Saved data entries
>>>>
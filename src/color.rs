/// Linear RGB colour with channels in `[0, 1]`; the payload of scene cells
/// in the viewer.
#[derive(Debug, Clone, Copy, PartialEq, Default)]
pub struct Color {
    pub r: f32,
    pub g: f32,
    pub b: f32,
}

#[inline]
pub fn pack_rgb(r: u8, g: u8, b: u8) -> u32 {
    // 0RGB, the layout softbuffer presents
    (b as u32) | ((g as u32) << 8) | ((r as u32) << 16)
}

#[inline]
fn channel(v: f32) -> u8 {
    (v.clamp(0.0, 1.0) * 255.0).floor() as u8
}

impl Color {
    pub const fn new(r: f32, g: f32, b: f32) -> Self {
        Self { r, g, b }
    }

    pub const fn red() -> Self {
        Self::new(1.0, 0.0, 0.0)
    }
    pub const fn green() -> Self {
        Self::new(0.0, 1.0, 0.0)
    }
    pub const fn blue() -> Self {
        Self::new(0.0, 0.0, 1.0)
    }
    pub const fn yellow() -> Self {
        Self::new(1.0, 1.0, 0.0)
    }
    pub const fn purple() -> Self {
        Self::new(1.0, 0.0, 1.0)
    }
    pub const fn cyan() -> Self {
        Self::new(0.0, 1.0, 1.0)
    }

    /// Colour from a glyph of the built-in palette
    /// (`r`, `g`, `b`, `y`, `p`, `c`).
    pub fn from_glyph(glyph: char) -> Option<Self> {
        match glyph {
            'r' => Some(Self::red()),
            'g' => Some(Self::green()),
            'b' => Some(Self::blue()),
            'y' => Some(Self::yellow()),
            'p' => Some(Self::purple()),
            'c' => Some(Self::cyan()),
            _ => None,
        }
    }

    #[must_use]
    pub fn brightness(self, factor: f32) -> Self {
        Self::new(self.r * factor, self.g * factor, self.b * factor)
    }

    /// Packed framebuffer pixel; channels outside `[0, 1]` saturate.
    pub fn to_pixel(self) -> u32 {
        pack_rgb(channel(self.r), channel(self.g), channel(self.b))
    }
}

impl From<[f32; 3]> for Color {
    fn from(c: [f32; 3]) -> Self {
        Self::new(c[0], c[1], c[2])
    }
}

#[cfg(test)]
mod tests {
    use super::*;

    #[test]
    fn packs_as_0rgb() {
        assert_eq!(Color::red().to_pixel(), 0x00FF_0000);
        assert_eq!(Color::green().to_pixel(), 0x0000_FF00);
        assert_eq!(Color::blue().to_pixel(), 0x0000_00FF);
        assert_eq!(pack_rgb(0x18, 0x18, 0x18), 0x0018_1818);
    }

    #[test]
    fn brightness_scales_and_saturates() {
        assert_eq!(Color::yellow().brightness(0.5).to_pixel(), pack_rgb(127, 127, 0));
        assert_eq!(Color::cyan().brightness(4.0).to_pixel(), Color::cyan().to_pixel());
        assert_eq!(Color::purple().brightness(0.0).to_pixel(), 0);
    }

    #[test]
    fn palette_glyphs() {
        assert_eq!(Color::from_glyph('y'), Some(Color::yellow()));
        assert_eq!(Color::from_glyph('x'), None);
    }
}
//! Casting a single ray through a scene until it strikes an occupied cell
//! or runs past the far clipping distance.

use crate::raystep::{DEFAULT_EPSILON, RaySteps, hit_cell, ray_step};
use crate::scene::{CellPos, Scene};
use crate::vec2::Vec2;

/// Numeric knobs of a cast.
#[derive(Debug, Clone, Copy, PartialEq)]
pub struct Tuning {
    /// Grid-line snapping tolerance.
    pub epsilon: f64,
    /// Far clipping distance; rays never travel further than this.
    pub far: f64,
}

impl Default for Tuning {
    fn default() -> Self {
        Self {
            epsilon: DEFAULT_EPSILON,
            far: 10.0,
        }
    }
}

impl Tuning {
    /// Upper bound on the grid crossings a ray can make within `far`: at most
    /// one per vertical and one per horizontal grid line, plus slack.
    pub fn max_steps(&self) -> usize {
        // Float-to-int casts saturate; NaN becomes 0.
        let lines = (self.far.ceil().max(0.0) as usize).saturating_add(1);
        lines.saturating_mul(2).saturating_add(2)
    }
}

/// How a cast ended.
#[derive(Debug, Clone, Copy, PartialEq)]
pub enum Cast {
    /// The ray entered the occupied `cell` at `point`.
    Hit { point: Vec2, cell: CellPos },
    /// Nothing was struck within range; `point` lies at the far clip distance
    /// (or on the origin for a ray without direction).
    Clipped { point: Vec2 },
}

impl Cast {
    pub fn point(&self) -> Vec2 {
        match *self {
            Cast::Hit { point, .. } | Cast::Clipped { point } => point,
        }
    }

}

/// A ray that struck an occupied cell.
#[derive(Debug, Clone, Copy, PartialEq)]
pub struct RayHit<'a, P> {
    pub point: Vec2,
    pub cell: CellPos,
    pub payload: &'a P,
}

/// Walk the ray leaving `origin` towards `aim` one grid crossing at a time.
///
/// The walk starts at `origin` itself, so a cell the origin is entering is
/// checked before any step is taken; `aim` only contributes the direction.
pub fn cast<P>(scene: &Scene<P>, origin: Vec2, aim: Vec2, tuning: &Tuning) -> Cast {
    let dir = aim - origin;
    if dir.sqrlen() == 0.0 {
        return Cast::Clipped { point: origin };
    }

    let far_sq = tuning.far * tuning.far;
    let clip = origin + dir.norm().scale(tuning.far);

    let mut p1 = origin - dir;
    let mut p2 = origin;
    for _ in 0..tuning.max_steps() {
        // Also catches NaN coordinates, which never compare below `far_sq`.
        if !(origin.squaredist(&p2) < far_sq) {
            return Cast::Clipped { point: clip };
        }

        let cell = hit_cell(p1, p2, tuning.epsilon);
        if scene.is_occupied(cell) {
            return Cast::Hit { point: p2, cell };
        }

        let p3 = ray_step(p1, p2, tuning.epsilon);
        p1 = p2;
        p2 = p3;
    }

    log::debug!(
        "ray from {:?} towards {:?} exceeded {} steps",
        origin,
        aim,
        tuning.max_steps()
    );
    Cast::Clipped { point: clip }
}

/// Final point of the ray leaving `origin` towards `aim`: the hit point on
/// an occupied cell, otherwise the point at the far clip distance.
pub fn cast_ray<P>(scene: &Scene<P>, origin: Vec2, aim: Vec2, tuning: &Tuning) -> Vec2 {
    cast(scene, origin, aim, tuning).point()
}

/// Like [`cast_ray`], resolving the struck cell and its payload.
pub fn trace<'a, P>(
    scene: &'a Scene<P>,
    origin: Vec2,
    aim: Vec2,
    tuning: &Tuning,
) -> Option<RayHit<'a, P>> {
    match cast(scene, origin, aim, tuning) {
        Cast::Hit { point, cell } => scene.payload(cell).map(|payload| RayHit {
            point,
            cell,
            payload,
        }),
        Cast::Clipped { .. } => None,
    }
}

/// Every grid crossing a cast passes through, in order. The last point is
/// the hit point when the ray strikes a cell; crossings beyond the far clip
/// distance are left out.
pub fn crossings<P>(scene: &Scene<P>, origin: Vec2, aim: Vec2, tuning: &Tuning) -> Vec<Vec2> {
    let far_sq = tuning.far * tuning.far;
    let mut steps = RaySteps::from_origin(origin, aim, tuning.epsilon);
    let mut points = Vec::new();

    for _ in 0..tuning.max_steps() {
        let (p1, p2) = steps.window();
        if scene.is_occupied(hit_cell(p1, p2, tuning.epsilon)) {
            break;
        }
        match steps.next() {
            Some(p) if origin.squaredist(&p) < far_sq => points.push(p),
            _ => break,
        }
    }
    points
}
<<<<
**Aim of the task**
Where does the word "yellow" appear in the records above? Return every line that holds it.

**Result of this task**
    pub const fn yellow() -> Self {
            'y' => Some(Self::yellow()),
        assert_eq!(Color::yellow().brightness(0.5).to_pixel(), pack_rgb(127, 127, 0));
        assert_eq!(Color::from_glyph('y'), Some(Color::yellow()));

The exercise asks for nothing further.